Fiduciary obligations could complement the more proscriptive rights that are already included the Data Protection Act. Data protection legislation like this sets the rules for when data can legally be collected, while fiduciary duty applies when a professional has power over a person via being in a position of trust. This means that data protection legislation can cover areas that fiduciary obligations can’t, like the behaviour of data brokers. Unlike companies like Facebook, data brokers don’t gather data from internet users directly – they aggregate data from a huge variety of other sources, in order to sell it on to advertisers.
But fiduciary duties are important for companies who have a direct contractual relationship with a user. If we applied fiduciary duties to tech companies, then the business would owe fiduciary duties to their customer. This would require them to put the user’s best interest above their own when conflicts of interest arise. The duty would not prohibit a company from earning a profit through the use of their customers’ data. Small companies, which generally hold much less information about their users and therefore do not have the same privileged position, could be exempt from the rules. A threshold for exemption could be based on the volume of data that the company holds about its users, as well as turnover, number of employees, or number of users. Any breach of these obligations could result in the user bringing a legal case against the company.
There are many types of fiduciary duties. Applying the fiduciary concept does not mean we have to treat Google or Facebook the same as your doctor, financial advisor or lawyer. In fact, once the general obligations had been set out in legislation, it would fall primarily to our courts, on a case-by-case basis, to address whether breaches of any of the duties and obligations had occurred.
The new obligations would bring many benefits, including:
- If a company collects data for one purpose, it would not generally be allowed to use that data for an entirely different purpose, or transfer it to a third party that would do so.
- An online business would not be allowed to secretly conduct experiments on its customers, in an attempt to change their moods or behaviours – something Facebook has done in the past.
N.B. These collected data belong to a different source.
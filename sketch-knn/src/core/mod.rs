//! Shared error and configuration types

pub mod config;
pub mod unified_error;
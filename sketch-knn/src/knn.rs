//! Weighted KNN classifier
//!
//! Inference-only: the training matrix and labels are produced elsewhere and
//! handed to [`KnnClassifier::fit`], which builds every spatial index up front.
//!
//! The classifier borrows the training data for its whole fitted lifetime, so
//! the data cannot change underneath the indexes, and re-fitting requires
//! exclusive access while no query is in flight.
//!
//! Each neighbour votes with weight `1 / (distance + eps)`; the label with the
//! greatest total weight wins.

use crate::core::config::ExecutionBackend;
use crate::core::unified_error::{errors, KnnResult};
use crate::neighbors::{
    brute_force_k_nearest, pairwise_distances, select_k_smallest, select_nearest, DistanceMetric,
    IndexStrategy, Neighbor,
};
use crate::vote::weighted_vote;
use linfa_nn::distance::{L1Dist, L2Dist};
use linfa_nn::{BallTree, KdTree, NearestNeighbour, NearestNeighbourIndex};
use ndarray::{Array2, ArrayView1, ArrayView2, Axis};
use std::collections::HashMap;
use std::fmt;
use tracing::{debug, info, warn};

type SpatialIndex<'a> = Box<dyn NearestNeighbourIndex<f64> + 'a>;

/// Relative slack on the k-th distance when collecting tied rows from a tree
const TIE_TOLERANCE: f64 = 1e-9;

/// Training data and the indexes built over it
struct FittedState<'a> {
    features: &'a Array2<f64>,
    labels: &'a [String],
    default_k: usize,
    default_metric: DistanceMetric,
    /// One ball tree per supported metric
    ball_trees: HashMap<DistanceMetric, SpatialIndex<'a>>,
    /// Euclidean only
    kd_tree: SpatialIndex<'a>,
}

impl<'a> FittedState<'a> {
    fn build(
        features: &'a Array2<f64>,
        labels: &'a [String],
        default_k: usize,
        default_metric: DistanceMetric,
    ) -> KnnResult<Self> {
        let mut ball_trees: HashMap<DistanceMetric, SpatialIndex<'a>> = HashMap::new();
        ball_trees.insert(
            DistanceMetric::Euclidean,
            BallTree::new().from_batch(features, L2Dist)?,
        );
        ball_trees.insert(
            DistanceMetric::Manhattan,
            BallTree::new().from_batch(features, L1Dist)?,
        );
        let kd_tree = KdTree::new().from_batch(features, L2Dist)?;

        Ok(Self {
            features,
            labels,
            default_k,
            default_metric,
            ball_trees,
            kd_tree,
        })
    }

    fn n_samples(&self) -> usize {
        self.features.nrows()
    }

    fn n_features(&self) -> usize {
        self.features.ncols()
    }

    /// Exact k nearest neighbours of one query, in no particular order.
    ///
    /// Rows tied at the k-th distance are resolved by training row for every
    /// strategy, so trees select the same set as the linear scan.
    fn k_nearest(
        &self,
        query: ArrayView1<'_, f64>,
        k: usize,
        metric: DistanceMetric,
        strategy: IndexStrategy,
    ) -> KnnResult<Vec<Neighbor>> {
        let index = match strategy {
            IndexStrategy::BruteForce => {
                return Ok(brute_force_k_nearest(self.features, query, k, metric));
            }
            IndexStrategy::BallTree => self
                .ball_trees
                .get(&metric)
                .ok_or_else(|| errors::config_error("metric", format!("no ball tree for {}", metric)))?,
            IndexStrategy::KdTree => &self.kd_tree,
        };

        // tree indexes need a contiguous query
        let query = query.as_standard_layout();
        let kth_distance = index
            .k_nearest(query.view(), k)?
            .into_iter()
            .map(|(point, _)| metric.distance(query.view(), point))
            .fold(0.0, f64::max);

        // every row at or inside the k-th distance, ties included
        let range = kth_distance + TIE_TOLERANCE * (1.0 + kth_distance);
        let candidates = index
            .within_range(query.view(), range)?
            .into_iter()
            .map(|(_, row)| Neighbor {
                index: row,
                distance: metric.distance(query.view(), self.features.row(row)),
            })
            .collect();
        Ok(select_nearest(candidates, k))
    }

    fn vote(&self, mut neighbors: Vec<Neighbor>) -> KnnResult<String> {
        weighted_vote(&mut neighbors, self.labels)
            .map(str::to_string)
            .ok_or_else(|| errors::config_error("k", "no neighbours were selected"))
    }
}

/// Weighted KNN classifier over a borrowed training set
#[derive(Default)]
pub struct KnnClassifier<'a> {
    backend: ExecutionBackend,
    fitted: Option<FittedState<'a>>,
}

impl<'a> KnnClassifier<'a> {
    /// Create an unfitted classifier
    pub fn new() -> Self {
        Self::default()
    }

    /// Select the execution backend for batch prediction.
    ///
    /// `Parallel` without the `parallel` feature falls back to serial.
    pub fn with_backend(mut self, backend: ExecutionBackend) -> Self {
        if backend == ExecutionBackend::Parallel && !cfg!(feature = "parallel") {
            warn!("parallel backend requested but the `parallel` feature is disabled, falling back to serial");
        }
        self.backend = backend;
        self
    }

    /// Store the training set and build all spatial indexes.
    ///
    /// All-or-nothing: on error the previous state, fitted or not, is kept.
    pub fn fit(
        &mut self,
        features: &'a Array2<f64>,
        labels: &'a [String],
        default_k: usize,
        default_metric: DistanceMetric,
    ) -> KnnResult<()> {
        let (n_samples, n_features) = features.dim();
        if n_samples == 0 || n_features == 0 {
            return Err(errors::shape_mismatch(
                "training features",
                "a non-empty N x D matrix with N >= 1 and D >= 1",
                format!("{} x {}", n_samples, n_features),
            ));
        }
        if labels.len() != n_samples {
            return Err(errors::shape_mismatch(
                "training labels",
                format!("{} labels (one per feature row)", n_samples),
                labels.len(),
            ));
        }
        check_k(default_k, n_samples)?;

        let state = FittedState::build(features, labels, default_k, default_metric)?;
        self.fitted = Some(state);
        info!(
            samples = n_samples,
            dims = n_features,
            k = default_k,
            metric = %default_metric,
            "fitted weighted KNN with ball trees (L2, L1) and KD tree"
        );
        Ok(())
    }

    pub fn is_fitted(&self) -> bool {
        self.fitted.is_some()
    }

    /// k used when a query does not choose one, `None` before fit
    pub fn default_k(&self) -> Option<usize> {
        self.fitted.as_ref().map(|state| state.default_k)
    }

    pub fn default_metric(&self) -> Option<DistanceMetric> {
        self.fitted.as_ref().map(|state| state.default_metric)
    }

    pub fn backend(&self) -> ExecutionBackend {
        self.backend
    }

    /// Training set size, `None` before fit
    pub fn n_samples(&self) -> Option<usize> {
        self.fitted.as_ref().map(FittedState::n_samples)
    }

    /// Feature dimension D, `None` before fit
    pub fn n_features(&self) -> Option<usize> {
        self.fitted.as_ref().map(FittedState::n_features)
    }

    /// Predict the label of a single feature vector.
    ///
    /// `k` falls back to the fit-time default when `None`.
    pub fn predict(
        &self,
        query: ArrayView1<'_, f64>,
        k: Option<usize>,
        metric: DistanceMetric,
        strategy: IndexStrategy,
    ) -> KnnResult<String> {
        let state = self.state("predict")?;
        let k = self.check_query_options(state, k, metric, strategy)?;
        if query.len() != state.n_features() {
            return Err(errors::shape_mismatch(
                "query vector",
                state.n_features(),
                query.len(),
            ));
        }

        let neighbors = state.k_nearest(query, k, metric, strategy)?;
        let label = state.vote(neighbors)?;
        debug!(%strategy, %metric, k, label = %label, "predicted");
        Ok(label)
    }

    /// Predict one label per row of `queries`, in row order.
    ///
    /// Rows are processed in contiguous chunks of `batch_size`; the chunking
    /// only bounds memory use and never changes the result.
    pub fn predict_batch(
        &self,
        queries: ArrayView2<'_, f64>,
        k: Option<usize>,
        metric: DistanceMetric,
        strategy: IndexStrategy,
        batch_size: usize,
    ) -> KnnResult<Vec<String>> {
        let state = self.state("predict_batch")?;
        let k = self.check_query_options(state, k, metric, strategy)?;
        if batch_size == 0 {
            return Err(errors::config_error("batch_size", "must be at least 1"));
        }
        if queries.ncols() != state.n_features() {
            return Err(errors::shape_mismatch(
                "query matrix columns",
                state.n_features(),
                queries.ncols(),
            ));
        }

        let mut predictions = Vec::with_capacity(queries.nrows());
        for (chunk_ix, chunk) in queries.axis_chunks_iter(Axis(0), batch_size).enumerate() {
            debug!(chunk = chunk_ix, rows = chunk.nrows(), %strategy, "predicting chunk");
            let labels = match strategy {
                IndexStrategy::BruteForce => {
                    // whole chunk against the whole training set at once
                    let dists = pairwise_distances(&chunk, state.features, metric);
                    self.map_rows(dists.nrows(), |row| {
                        state.vote(select_k_smallest(dists.row(row), k))
                    })?
                }
                IndexStrategy::BallTree | IndexStrategy::KdTree => {
                    self.map_rows(chunk.nrows(), |row| {
                        let neighbors = state.k_nearest(chunk.row(row), k, metric, strategy)?;
                        state.vote(neighbors)
                    })?
                }
            };
            predictions.extend(labels);
        }
        Ok(predictions)
    }

    fn state(&self, operation: &str) -> KnnResult<&FittedState<'a>> {
        self.fitted.as_ref().ok_or_else(|| errors::not_ready(operation))
    }

    fn check_query_options(
        &self,
        state: &FittedState<'a>,
        k: Option<usize>,
        metric: DistanceMetric,
        strategy: IndexStrategy,
    ) -> KnnResult<usize> {
        if !strategy.supports(metric) {
            return Err(errors::config_error(
                "strategy",
                format!("{} only supports the euclidean metric, got {}", strategy, metric),
            ));
        }
        let k = k.unwrap_or(state.default_k);
        check_k(k, state.n_samples())?;
        Ok(k)
    }

    fn map_rows<T, F>(&self, rows: usize, f: F) -> KnnResult<Vec<T>>
    where
        T: Send,
        F: Fn(usize) -> KnnResult<T> + Send + Sync,
    {
        #[cfg(feature = "parallel")]
        {
            if self.backend == ExecutionBackend::Parallel {
                use rayon::prelude::*;
                return (0..rows).into_par_iter().map(f).collect();
            }
        }
        (0..rows).map(f).collect()
    }
}

fn check_k(k: usize, n_samples: usize) -> KnnResult<()> {
    if k == 0 || k > n_samples {
        return Err(errors::config_error(
            "k",
            format!("must satisfy 1 <= k <= {}, got {}", n_samples, k),
        ));
    }
    Ok(())
}

impl fmt::Debug for KnnClassifier<'_> {
    fn fmt(&self, f: &mut fmt::Formatter<'_>) -> fmt::Result {
        f.debug_struct("KnnClassifier")
            .field("default_k", &self.default_k())
            .field("default_metric", &self.default_metric())
            .field("backend", &self.backend)
            .field("n_samples", &self.n_samples())
            .field("n_features", &self.n_features())
            .finish()
    }
}
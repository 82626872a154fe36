//! Sketch recognition via weighted k-nearest neighbours
//!
//! Inference-only library: turns freehand drawings into labels.
//!
//! ## Pipeline
//! - **Rasterize**: strokes are fitted into a padded square frame and drawn
//!   with anti-aliased lines onto a grayscale grid
//! - **Project**: the flattened image is optionally standardized and reduced
//!   by a pre-fitted linear projection
//! - **Classify**: distance-weighted KNN vote over a labeled training set
//!
//! ## Search strategies
//! - Brute force: exact pairwise distances, any metric
//! - Ball tree: Euclidean or Manhattan, via linfa-nn
//! - KD tree: Euclidean only, via linfa-nn
//!
//! All strategies return the same neighbour set and therefore the same label.
//! Training data and projection parameters are loaded from JSON files produced
//! by an offline training step.

pub mod core;
pub mod knn;
pub mod model;
pub mod neighbors;
pub mod projector;
pub mod raster;
pub mod vote;

#[cfg(test)]
mod knn_test;

// Re-exports for convenience
pub use crate::core::config::{ExecutionBackend, KnnConfig, SketchConfig};
pub use crate::core::unified_error::{KnnError, KnnResult};
pub use knn::KnnClassifier;
pub use model::{SketchModel, SketchRecognizer, TrainingSet};
pub use neighbors::{DistanceMetric, IndexStrategy};
pub use projector::{IdentityProjector, LinearProjector, Projector};
pub use raster::{rasterize, rasterize_with, Point, RasterConfig, RasterImage, Stroke};
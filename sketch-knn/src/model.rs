//! Persisted model and the end-to-end sketch recognizer
//!
//! A model directory holds:
//! - `knn_model.json`: training features and labels (required)
//! - `projector.json`: fitted projection parameters (optional, identity when absent)
//! - `config.json`: raster and search settings (optional, defaults when absent)
//!
//! [`SketchModel`] is loaded once at start-up and owns all of it; a
//! [`SketchRecognizer`] borrows the model and holds the fitted indexes.

use crate::core::config::SketchConfig;
use crate::core::unified_error::{errors, KnnResult};
use crate::knn::KnnClassifier;
use crate::neighbors::DistanceMetric;
use crate::projector::{IdentityProjector, LinearProjector, Projector};
use crate::raster::{rasterize_with, Stroke};
use ndarray::{Array2, ArrayView1};
use serde::{Deserialize, Serialize};
use std::collections::BTreeSet;
use std::path::Path;
use tracing::info;

pub const MODEL_FILE: &str = "knn_model.json";
pub const PROJECTOR_FILE: &str = "projector.json";
pub const CONFIG_FILE: &str = "config.json";

/// Model data for JSON serialization
#[derive(Debug, Serialize, Deserialize)]
pub struct KnnModelData {
    pub algorithm: String,
    pub k: usize,
    #[serde(default = "default_metric")]
    pub metric: DistanceMetric,
    pub features: Vec<Vec<f64>>,
    pub labels: Vec<String>,
}

fn default_metric() -> DistanceMetric {
    DistanceMetric::Euclidean
}

/// Labeled training vectors, all of the same length
#[derive(Debug, Clone, PartialEq)]
pub struct TrainingSet {
    features: Array2<f64>,
    labels: Vec<String>,
    k: usize,
    metric: DistanceMetric,
}

impl TrainingSet {
    pub fn new(
        features: Array2<f64>,
        labels: Vec<String>,
        k: usize,
        metric: DistanceMetric,
    ) -> KnnResult<Self> {
        if labels.len() != features.nrows() {
            return Err(errors::shape_mismatch(
                "training labels",
                features.nrows(),
                labels.len(),
            ));
        }
        Ok(Self {
            features,
            labels,
            k,
            metric,
        })
    }

    pub fn features(&self) -> &Array2<f64> {
        &self.features
    }

    pub fn labels(&self) -> &[String] {
        &self.labels
    }

    pub fn len(&self) -> usize {
        self.labels.len()
    }

    pub fn is_empty(&self) -> bool {
        self.labels.is_empty()
    }

    /// Sorted distinct labels
    pub fn categories(&self) -> Vec<String> {
        self.labels
            .iter()
            .collect::<BTreeSet<_>>()
            .into_iter()
            .cloned()
            .collect()
    }

    /// Fit a classifier over this training set
    pub fn classifier(&self) -> KnnResult<KnnClassifier<'_>> {
        let mut knn = KnnClassifier::new();
        knn.fit(&self.features, &self.labels, self.k, self.metric)?;
        Ok(knn)
    }

    /// Save model to JSON
    pub fn to_json(&self) -> KnnResult<String> {
        let data = KnnModelData {
            algorithm: "weighted_knn".to_string(),
            k: self.k,
            metric: self.metric,
            features: self.features.rows().into_iter().map(|r| r.to_vec()).collect(),
            labels: self.labels.clone(),
        };
        serde_json::to_string_pretty(&data).map_err(|e| errors::invalid_json("<model>", e))
    }

    /// Load model from JSON
    pub fn from_json(json: &str) -> KnnResult<Self> {
        Self::parse(json, "<model>")
    }

    fn parse(json: &str, source: &str) -> KnnResult<Self> {
        let data: KnnModelData =
            serde_json::from_str(json).map_err(|e| errors::invalid_json(source, e))?;

        let n = data.features.len();
        let dim = data.features.first().map_or(0, Vec::len);
        if let Some(row) = data.features.iter().find(|row| row.len() != dim) {
            return Err(errors::shape_mismatch("training feature row", dim, row.len()));
        }
        let flat: Vec<f64> = data.features.into_iter().flatten().collect();
        let features = Array2::from_shape_vec((n, dim), flat)
            .map_err(|e| errors::shape_mismatch("training features", format!("{} x {}", n, dim), e))?;

        Self::new(features, data.labels, data.k, data.metric)
    }

    pub fn from_file<P: AsRef<Path>>(path: P) -> KnnResult<Self> {
        let path = path.as_ref();
        let path_str = path.display().to_string();
        if !path.exists() {
            return Err(errors::file_not_found(&path_str));
        }
        let json = std::fs::read_to_string(path)?;
        Self::parse(&json, &path_str)
    }
}

/// Application-lifetime state: configuration, training data and projector
pub struct SketchModel {
    config: SketchConfig,
    training: TrainingSet,
    projector: Box<dyn Projector>,
}

impl SketchModel {
    pub fn new(
        config: SketchConfig,
        training: TrainingSet,
        projector: Box<dyn Projector>,
    ) -> KnnResult<Self> {
        config.validate()?;
        Ok(Self {
            config,
            training,
            projector,
        })
    }

    /// Load every model file from a directory
    pub fn load<P: AsRef<Path>>(model_dir: P) -> KnnResult<Self> {
        let dir = model_dir.as_ref();

        let config_path = dir.join(CONFIG_FILE);
        let config = if config_path.exists() {
            SketchConfig::from_file(&config_path)?
        } else {
            SketchConfig::default()
        };

        let training = TrainingSet::from_file(dir.join(MODEL_FILE))?;

        let projector_path = dir.join(PROJECTOR_FILE);
        let projector: Box<dyn Projector> = if projector_path.exists() {
            Box::new(LinearProjector::from_file(&projector_path)?)
        } else {
            Box::new(IdentityProjector)
        };

        info!(
            dir = %dir.display(),
            samples = training.len(),
            categories = training.categories().len(),
            "loaded sketch model"
        );
        Self::new(config, training, projector)
    }

    pub fn config(&self) -> &SketchConfig {
        &self.config
    }

    pub fn training(&self) -> &TrainingSet {
        &self.training
    }

    pub fn categories(&self) -> Vec<String> {
        self.training.categories()
    }

    /// Build the indexes and check that every stage agrees on vector lengths
    pub fn recognizer(&self) -> KnnResult<SketchRecognizer<'_>> {
        let raw_len = self.config.raster.feature_len();
        if let Some(expected) = self.projector.input_dim() {
            if expected != raw_len {
                return Err(errors::shape_mismatch(
                    "projector input (raster size squared)",
                    expected,
                    raw_len,
                ));
            }
        }
        let projected_len = self.projector.output_dim(raw_len);
        let trained_len = self.training.features().ncols();
        if projected_len != trained_len {
            return Err(errors::shape_mismatch(
                "projector output vs training features",
                trained_len,
                projected_len,
            ));
        }

        let classifier = self.training.classifier()?.with_backend(self.config.backend);
        Ok(SketchRecognizer {
            model: self,
            classifier,
        })
    }
}

/// Strokes in, label out
#[derive(Debug)]
pub struct SketchRecognizer<'m> {
    model: &'m SketchModel,
    classifier: KnnClassifier<'m>,
}

impl<'m> SketchRecognizer<'m> {
    pub fn classifier(&self) -> &KnnClassifier<'m> {
        &self.classifier
    }

    /// Rasterized, flattened and projected feature vector of one drawing
    pub fn features(&self, strokes: &[Stroke]) -> KnnResult<ndarray::Array1<f64>> {
        let image = rasterize_with(strokes, &self.model.config.raster);
        let raw = image.to_feature_vector();
        self.model.projector.project(raw.view())
    }

    pub fn recognize(&self, strokes: &[Stroke]) -> KnnResult<String> {
        let features = self.features(strokes)?;
        self.predict(features.view())
    }

    /// Classify an already projected feature vector with the configured options
    pub fn predict(&self, features: ArrayView1<'_, f64>) -> KnnResult<String> {
        let knn = &self.model.config.knn;
        self.classifier
            .predict(features, Some(knn.k), knn.metric, knn.strategy)
    }

    pub fn recognize_batch(&self, drawings: &[Vec<Stroke>]) -> KnnResult<Vec<String>> {
        let raster = &self.model.config.raster;
        let mut raw = Array2::zeros((drawings.len(), raster.feature_len()));
        for (strokes, mut row) in drawings.iter().zip(raw.rows_mut()) {
            row.assign(&rasterize_with(strokes, raster).to_feature_vector());
        }
        let queries = self.model.projector.project_batch(raw.view())?;
        let knn = &self.model.config.knn;
        self.classifier.predict_batch(
            queries.view(),
            Some(knn.k),
            knn.metric,
            knn.strategy,
            knn.batch_size,
        )
    }
}

impl std::fmt::Debug for SketchModel {
    fn fmt(&self, f: &mut std::fmt::Formatter<'_>) -> std::fmt::Result {
        f.debug_struct("SketchModel")
            .field("config", &self.config)
            .field("samples", &self.training.len())
            .field("projector_input_dim", &self.projector.input_dim())
            .finish()
    }
}

#[cfg(test)]
mod tests {
    use super::*;
    use crate::core::config::KnnConfig;
    use crate::core::unified_error::KnnError;
    use crate::neighbors::IndexStrategy;
    use crate::raster::{rasterize_with, Point, RasterConfig};

    fn line(points: &[(f64, f64)]) -> Stroke {
        Stroke::new(points.iter().map(|&(x, y)| Point::new(x, y)).collect())
    }

    fn horizontal() -> Vec<Stroke> {
        vec![line(&[(0.0, 50.0), (100.0, 50.0)])]
    }

    fn vertical() -> Vec<Stroke> {
        vec![line(&[(50.0, 0.0), (50.0, 100.0)])]
    }

    fn cross() -> Vec<Stroke> {
        vec![line(&[(0.0, 0.0), (100.0, 100.0)]), line(&[(100.0, 0.0), (0.0, 100.0)])]
    }

    /// Training set of raw 16x16 rasters, one image per shape
    fn raster_training(raster: &RasterConfig) -> TrainingSet {
        let shapes = [("horizontal", horizontal()), ("vertical", vertical()), ("cross", cross())];
        let dim = raster.feature_len();
        let mut features = Array2::zeros((shapes.len(), dim));
        let mut labels = Vec::new();
        for ((label, strokes), mut row) in shapes.iter().zip(features.rows_mut()) {
            row.assign(&rasterize_with(strokes, raster).to_feature_vector());
            labels.push(label.to_string());
        }
        TrainingSet::new(features, labels, 1, DistanceMetric::Euclidean).unwrap()
    }

    fn test_config() -> SketchConfig {
        SketchConfig {
            raster: RasterConfig {
                size: 16,
                ..RasterConfig::default()
            },
            knn: KnnConfig {
                k: 1,
                metric: DistanceMetric::Euclidean,
                strategy: IndexStrategy::KdTree,
                batch_size: 2,
            },
            ..SketchConfig::default()
        }
    }

    #[test]
    fn test_training_set_json_roundtrip() {
        let training = TrainingSet::new(
            ndarray::array![[1.0, 2.0], [3.0, 4.0]],
            vec!["sun".to_string(), "tree".to_string()],
            1,
            DistanceMetric::Manhattan,
        )
        .unwrap();
        let restored = TrainingSet::from_json(&training.to_json().unwrap()).unwrap();
        assert_eq!(restored, training);
    }

    #[test]
    fn test_training_set_rejects_ragged_rows() {
        let json = r#"{"algorithm": "weighted_knn", "k": 1, "features": [[1.0, 2.0], [3.0]], "labels": ["a", "b"]}"#;
        assert!(matches!(
            TrainingSet::from_json(json),
            Err(KnnError::ShapeMismatch { .. })
        ));
        let json = r#"{"algorithm": "weighted_knn", "k": 1, "features": [[1.0]], "labels": ["a", "b"]}"#;
        assert!(matches!(
            TrainingSet::from_json(json),
            Err(KnnError::ShapeMismatch { .. })
        ));
    }

    #[test]
    fn test_categories_sorted_unique() {
        let training = TrainingSet::new(
            Array2::zeros((4, 1)),
            ["tree", "apple", "tree", "sun"].iter().map(|s| s.to_string()).collect(),
            1,
            DistanceMetric::Euclidean,
        )
        .unwrap();
        assert_eq!(training.categories(), vec!["apple", "sun", "tree"]);
    }

    #[test]
    fn test_recognize_drawings() {
        let config = test_config();
        let training = raster_training(&config.raster);
        let model = SketchModel::new(config, training, Box::new(IdentityProjector)).unwrap();
        let recognizer = model.recognizer().unwrap();

        // same shapes drawn at another position and scale
        let shifted_h = vec![line(&[(300.0, 20.0), (340.0, 21.0)])];
        let shifted_v = vec![line(&[(10.0, 500.0), (11.0, 700.0)])];
        assert_eq!(recognizer.recognize(&shifted_h).unwrap(), "horizontal");
        assert_eq!(recognizer.recognize(&shifted_v).unwrap(), "vertical");

        let batch = vec![shifted_v.clone(), cross(), shifted_h.clone()];
        assert_eq!(
            recognizer.recognize_batch(&batch).unwrap(),
            vec!["vertical", "cross", "horizontal"]
        );
    }

    #[test]
    fn test_recognizer_checks_dimensions() {
        let config = test_config();
        let training = TrainingSet::new(
            Array2::zeros((2, 10)),
            vec!["a".to_string(), "b".to_string()],
            1,
            DistanceMetric::Euclidean,
        )
        .unwrap();
        let model = SketchModel::new(config, training, Box::new(IdentityProjector)).unwrap();
        assert!(matches!(
            model.recognizer(),
            Err(KnnError::ShapeMismatch { .. })
        ));
    }

    #[test]
    fn test_load_model_directory() {
        let config = test_config();
        let training = raster_training(&config.raster);

        let dir = tempfile::tempdir().unwrap();
        std::fs::write(dir.path().join(MODEL_FILE), training.to_json().unwrap()).unwrap();
        std::fs::write(
            dir.path().join(CONFIG_FILE),
            serde_json::to_string(&config).unwrap(),
        )
        .unwrap();

        let model = SketchModel::load(dir.path()).unwrap();
        assert_eq!(model.config().raster.size, 16);
        assert_eq!(model.categories(), vec!["cross", "horizontal", "vertical"]);
        let recognizer = model.recognizer().unwrap();
        assert_eq!(recognizer.recognize(&cross()).unwrap(), "cross");
    }

    #[test]
    fn test_load_requires_model_file() {
        let dir = tempfile::tempdir().unwrap();
        assert!(matches!(
            SketchModel::load(dir.path()),
            Err(KnnError::FileNotFound { .. })
        ));
    }
}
- Predatory advertising would be prohibited, like promotions for payday loans or gambling sites targeted at users who are particularly vulnerable.
- When applied to children, the majority of adverts would be deemed not in the child’s best interests, so children’s exposure to targeted advertising would be limited.
It is interesting that some platforms already see themselves as fiduciaries. Mark Zuckerberg, for example, recently stated that:
“The idea of us having a fiduciary relationship with the people who use our services is intuitive. [Facebook’s] own self-image of ourselves and what we’re doing is that we’re acting as fiduciaries and trying to build services for people… Where this gets interesting is who gets to decide in the legal sense, or in the policy sense, of what’s in people’s best interest.”
One of the defining features of our 21st century existence is that we now share more information about ourselves with technology platforms than we do with the professionals for whom fiduciary obligations were developed. It is about time the law caught up with this reality.